# 2 chinchilla persian girls, 15M, Wiltshire



## chinchillapersian (Oct 2, 2010)

Right, we have two chinchilla persian girl cats, both approx 15 months old.

When we got them at 12 weeks, they had ringworm (thank you to the seller for that one!!!!), and all of our family got it.

Since they were identified as having ringworm, we took them to the vets and gave them Itrafungol medicine, but after 6 weeks they weren't cured. They have been living in a cage in a separate room since they were identified as having ringworm.

They have NOT been spayed, and have each had 1 litter each, all of which sadly died as they rejected them.

This July they were shaved, and I have been trying to give them the medical treatment they need, which is a shampooing in Malaseb shampoo 2-3 times a week, as well as redoing the Itrafungol medicine treatment (oral syringe once a day for 6 weeks (1 week on, 1 week off), but have failed miserably due to having 3 kids, a busy job and 1 more kid on the way. And I can't see the time situation getting any better, and it isn't really fair to have the cats living in a cage.

So, can anyone give these two very sweet cats a loving home, and spend the time each day to give them their medicine, and 2-3 times a week to bath them?

The ringworm is not visible (there are no visible scabby patches).

They will come with:
a big cage (4 feet by 3 feet by 3 feet), a cat box, a litter tray, food and water bowls, as well as 2 bottles of Itrafungol (approx £45 a bottle!!!) and half a bottle of Malaseb shampoo (£18 a bottle, noting you may have to buy another bottle).

If you would like to read a very similar story to ours, to know what you are letting yourself in for, please click here:

http://www.petforums.co.uk/cat-health-nutrition/123995-help-my-kitten-has-ringworm-2.html

Need to be picked up from Calne, Wiltshire (20 miles from Bath, 15 miles from Swindon, near to M4 J17 and J16) by mid October (baby due at end of October).

Please be aware of what you are taking on, it is a big responsibility. Please do not just go "aaahhh fluffy kittens, for FREE" and let them run loose in your house. You will need to clean the cage with disinfectant regularly, as well as hoovering up the hair (preferably with a separate vacuum cleaner), and they will be in the cage for a minimum of 6 weeks (plus 2 weeks while you get a hair sample "grown" by the vet to confirm or deny if the ringworm has gone or not - costs about £20).
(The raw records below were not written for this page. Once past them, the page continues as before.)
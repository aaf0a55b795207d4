use miette::NamedSource;

/// Calculates the 1-based line and column number for a given byte offset in the source text.
/// This function is designed to be called only when an error occurs, as it iterates through
/// the source text to determine the position.
pub fn get_line_and_column(source: &str, offset: usize) -> (usize, usize) {
    let mut line = 1;
    let mut column = 1;
    for (i, c) in source.char_indices() {
        if i >= offset {
            break;
        }
        if c == '\n' {
            line += 1;
            column = 1;
        } else {
            column += 1;
        }
    }
    (line, column)
}

pub(crate) fn named_source(name: &str, text: &str) -> NamedSource<String> {
    NamedSource::new(name, text.to_string())
}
There are additional financial implications (e.g. additional Malaseb shampoo at £18 a bottle, and if you run out of the 
Itrafungol, it costs £45 a bottle).

Please get in contact by PM.

Thanks for reading,

Steve


----------



## Cazzer (Feb 1, 2010)

So then let me get this straight the kittens had ringworm at 12 weeks and you then let them both get pregnant!!!!! 
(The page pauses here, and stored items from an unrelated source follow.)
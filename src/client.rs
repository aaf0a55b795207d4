//! Replication client: bootstraps a [`ParamStore`] from a param server and
//! optionally keeps it in sync with the server's later snapshots.

use crate::error::ParamError;
use crate::lexer::DEFAULT_MAX_TOKEN_LEN;
use crate::parser::ParseOptions;
use crate::store::{ParamStore, UpdateOutcome};
use crate::transport::{
    ParamRequest, ParamUpdate, SubscriptionId, Transport, PARAM_REQUEST_CHANNEL,
    PARAM_UPDATE_CHANNEL,
};
use log::{debug, warn};
use parking_lot::Mutex;
use serde::{Deserialize, Serialize};
use std::ops::Deref;
use std::sync::mpsc::{self, Receiver, RecvTimeoutError};
use std::sync::{Arc, Weak};
use std::time::{Duration, Instant};

#[derive(Debug, Clone, PartialEq, Eq, Serialize, Deserialize)]
#[serde(default)]
pub struct ClientConfig {
    pub request_channel: String,
    pub update_channel: String,
    /// Requests published before giving up on the server.
    pub bootstrap_attempts: u32,
    /// Time to wait for a snapshot after each request.
    pub retry_delay_ms: u64,
    /// Token limit used when parsing snapshot payloads.
    pub max_token_len: usize,
}

impl Default for ClientConfig {
    fn default() -> Self {
        ClientConfig {
            request_channel: PARAM_REQUEST_CHANNEL.to_string(),
            update_channel: PARAM_UPDATE_CHANNEL.to_string(),
            bootstrap_attempts: 5,
            retry_delay_ms: 1000,
            max_token_len: DEFAULT_MAX_TOKEN_LEN,
        }
    }
}

impl ClientConfig {
    /// Reads a config from JSON; absent fields keep their defaults.
    pub fn from_json_str(json: &str) -> Result<Self, serde_json::Error> {
        serde_json::from_str(json)
    }

    pub fn retry_delay(&self) -> Duration {
        Duration::from_millis(self.retry_delay_ms)
    }

    pub fn parse_options(&self) -> ParseOptions {
        ParseOptions {
            source_name: format!("<{}>", self.update_channel),
            max_token_len: self.max_token_len,
        }
    }
}

/// A store populated from a param server.
///
/// With live updates enabled the client stays subscribed to the update
/// channel until it is dropped.
pub struct ParamClient {
    store: Arc<ParamStore>,
    live: Option<(Arc<dyn Transport>, SubscriptionId)>,
}

impl ParamClient {
    /// Requests the server's parameters, retrying up to
    /// `config.bootstrap_attempts` times, and fails with
    /// [`ParamError::BootstrapTimeout`] if no snapshot arrives.
    pub fn from_server(
        transport: Arc<dyn Transport>,
        keep_updated: bool,
        config: &ClientConfig,
    ) -> Result<Self, ParamError> {
        let store = Arc::new(ParamStore::for_snapshots(config.parse_options()));

        let (sender, receiver) = mpsc::channel::<ParamUpdate>();
        let sender = Mutex::new(sender);
        let subscription = transport.subscribe(
            &config.update_channel,
            Arc::new(move |update: &ParamUpdate| {
                // The receiver is gone once bootstrap has finished.
                let _ = sender.lock().send(update.clone());
            }),
        )?;
        let bootstrapped = bootstrap(transport.as_ref(), &store, &receiver, config);
        transport.unsubscribe(subscription);
        bootstrapped?;

        let live = if keep_updated {
            let weak: Weak<ParamStore> = Arc::downgrade(&store);
            let id = transport.subscribe(
                &config.update_channel,
                Arc::new(move |update: &ParamUpdate| {
                    if let Some(store) = weak.upgrade() {
                        store.handle_update(update);
                    }
                }),
            )?;
            Some((transport, id))
        } else {
            None
        };

        Ok(ParamClient { store, live })
    }

    pub fn store(&self) -> Arc<ParamStore> {
        Arc::clone(&self.store)
    }

    /// Whether the client is still subscribed to server updates.
    pub fn is_live(&self) -> bool {
        self.live.is_some()
    }
}

fn bootstrap(
    transport: &dyn Transport,
    store: &ParamStore,
    receiver: &Receiver<ParamUpdate>,
    config: &ClientConfig,
) -> Result<(), ParamError> {
    let attempts = config.bootstrap_attempts;
    for attempt in 1..=attempts {
        debug!("requesting params from server (attempt {attempt} of {attempts})");
        transport.publish_request(&config.request_channel, &ParamRequest::now())?;

        let deadline = Instant::now() + config.retry_delay();
        loop {
            let remaining = deadline.saturating_duration_since(Instant::now());
            match receiver.recv_timeout(remaining) {
                Ok(update) => {
                    if store.handle_update(&update) == UpdateOutcome::Applied && !store.is_empty() {
                        return Ok(());
                    }
                }
                Err(RecvTimeoutError::Timeout) => break,
                Err(RecvTimeoutError::Disconnected) => {
                    return Err(ParamError::Transport {
                        message: format!(
                            "subscription to {} closed during bootstrap",
                            config.update_channel
                        ),
                    })
                }
            }
        }
    }

    warn!("no params received from the param server after {attempts} requests");
    Err(ParamError::BootstrapTimeout { attempts })
}

impl Deref for ParamClient {
    type Target = ParamStore;

    fn deref(&self) -> &ParamStore {
        &self.store
    }
}

impl Drop for ParamClient {
    fn drop(&mut self) {
        if let Some((transport, id)) = self.live.take() {
            transport.unsubscribe(id);
        }
    }
}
I'm sorry ringworm is a absolute nightmare I once had 7 persians with it after taking in a new kitten. I would never ever want to go through it again. I mananged to clear them in 6 months. It can be done but its not easy. 

Good luck to your cats but personally I wouldn't want to take them on.


----------



## chinchillapersian (Oct 2, 2010)

Cazzer said:


> So then let me get this straight the kittens had ringworm at 12 weeks and you then let them both get pregnant!!!!!
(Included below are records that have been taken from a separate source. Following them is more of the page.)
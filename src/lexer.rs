use crate::error::LexError;
use crate::source::CharSource;
use crate::utils::get_line_and_column;

/// Largest token, in bytes, the parser accepts unless told otherwise.
pub const DEFAULT_MAX_TOKEN_LEN: usize = 256;

/// Represents the different kinds of tokens that the lexer can produce.
#[derive(Debug, PartialEq, Eq, Clone, Copy)]
pub enum TokenKind {
    /// Represents the end of the input.
    Eof,
    /// A bare word made of ASCII letters, digits, `_`, `-` and `.`.
    /// Used for keys and for unquoted values. Examples: `port`, `-1.5e3`, `a.b`.
    Identifier,
    /// A string literal, enclosed in double quotes.
    /// A backslash keeps the following quote from closing the string and is
    /// itself kept in the token text.
    String,
    /// A parenthesized cast such as `(int)`. The text is kept but has no meaning yet.
    Cast,
    /// Semicolon: `;`
    EndStatement,
    /// Equals: `=`
    Assign,
    /// Left Bracket: `[`
    LBracket,
    /// Right Bracket: `]`
    RBracket,
    /// Left Brace: `{`
    LBrace,
    /// Right Brace: `}`
    RBrace,
    /// Comma: `,`
    Comma,
}

/// A token with its kind, text and position
#[derive(Debug, Clone, PartialEq)]
pub struct Token {
    pub kind: TokenKind,
    pub text: String,
    pub pos_start: usize,
    pub pos_end: usize,
}

impl Token {
    pub fn new(kind: TokenKind, text: String, pos_start: usize, pos_end: usize) -> Token {
        Token {
            kind,
            text,
            pos_start,
            pos_end,
        }
    }
}

fn is_identifier_char(c: char) -> bool {
    c.is_ascii_alphanumeric() || c == '_' || c == '-' || c == '.'
}

pub struct Lexer<'a> {
    source: CharSource<'a>,
}

impl<'a> Lexer<'a> {
    pub fn new(input: &'a str) -> Self {
        Self {
            source: CharSource::new(input),
        }
    }

    pub fn from_source(source: CharSource<'a>) -> Self {
        Self { source }
    }

    pub fn source(&self) -> &CharSource<'a> {
        &self.source
    }

    /// Tokenizes the whole input with the default token limit, `Eof` included.
    pub fn lex(&mut self) -> Result<Vec<Token>, LexError> {
        let mut tokens = Vec::new();
        loop {
            let token = self.next_token(DEFAULT_MAX_TOKEN_LEN)?;
            let done = token.kind == TokenKind::Eof;
            tokens.push(token);
            if done {
                break;
            }
        }
        Ok(tokens)
    }

    /// Reads the next token. Tokens whose text would reach `limit` bytes are rejected.
    pub fn next_token(&mut self, limit: usize) -> Result<Token, LexError> {
        let first = loop {
            match self.source.next()? {
                Some(' ') => continue,
                other => break other,
            }
        };

        let start = self.source.position();
        let Some(first) = first else {
            return Ok(Token::new(TokenKind::Eof, "EOF".to_string(), start, start));
        };

        let structural = match first {
            ';' => Some(TokenKind::EndStatement),
            '=' => Some(TokenKind::Assign),
            '[' => Some(TokenKind::LBracket),
            ']' => Some(TokenKind::RBracket),
            '{' => Some(TokenKind::LBrace),
            '}' => Some(TokenKind::RBrace),
            ',' => Some(TokenKind::Comma),
            _ => None,
        };
        if let Some(kind) = structural {
            return Ok(Token::new(
                kind,
                first.to_string(),
                start,
                start + first.len_utf8(),
            ));
        }

        let (kind, terminator, escape) = match first {
            '"' => (TokenKind::String, Some('"'), Some('\\')),
            '(' => (TokenKind::Cast, Some(')'), None),
            c if is_identifier_char(c) => (TokenKind::Identifier, None, None),
            c => {
                let (line, column) = get_line_and_column(self.source.text(), start);
                return Err(LexError::UnexpectedCharacter {
                    src: self.source.named_source(),
                    span: (start, c.len_utf8()).into(),
                    found: c,
                    line,
                    column,
                });
            }
        };

        let mut text = String::new();
        if kind == TokenKind::Identifier {
            text.push(first);
        }
        let mut end = start + first.len_utf8();
        let mut prev: Option<char> = None;

        loop {
            let next = self.source.next()?;
            match (kind, next) {
                (TokenKind::Identifier, Some(c)) if !is_identifier_char(c) => {
                    self.source.unget(c);
                    break;
                }
                (TokenKind::Identifier, None) => break,
                (_, None) => {
                    let (line, _) = get_line_and_column(self.source.text(), start);
                    return Err(LexError::UnterminatedToken {
                        src: self.source.named_source(),
                        span: (start, end - start).into(),
                        expected: terminator.unwrap_or(' '),
                        line,
                    });
                }
                (_, Some(c)) => {
                    end = self.source.position() + c.len_utf8();
                    let escaped = escape.is_some() && prev == escape;
                    if Some(c) == terminator && !escaped {
                        break;
                    }
                    prev = Some(c);
                    text.push(c);
                    if text.len() >= limit {
                        let (line, _) = get_line_and_column(self.source.text(), start);
                        return Err(LexError::TokenTooLarge {
                            src: self.source.named_source(),
                            span: (start, end - start).into(),
                            limit,
                            line,
                        });
                    }
                }
            }
        }

        Ok(Token::new(kind, text, start, end))
    }
}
Yes that is what I said. Sorry if you don't agree with it but that is what happened.



Cazzer said:


> I'm sorry ringworm is a absolute nightmare I once had 7 persians with it after taking in a new kitten. I would never ever want to go through it again. I managed to clear them in 6 months. It can be done but its not easy.
> 
> Good luck to your cats but personally I wouldn't want to take them on.


Thanks, looks like we have someone who is willing to take the challenge on.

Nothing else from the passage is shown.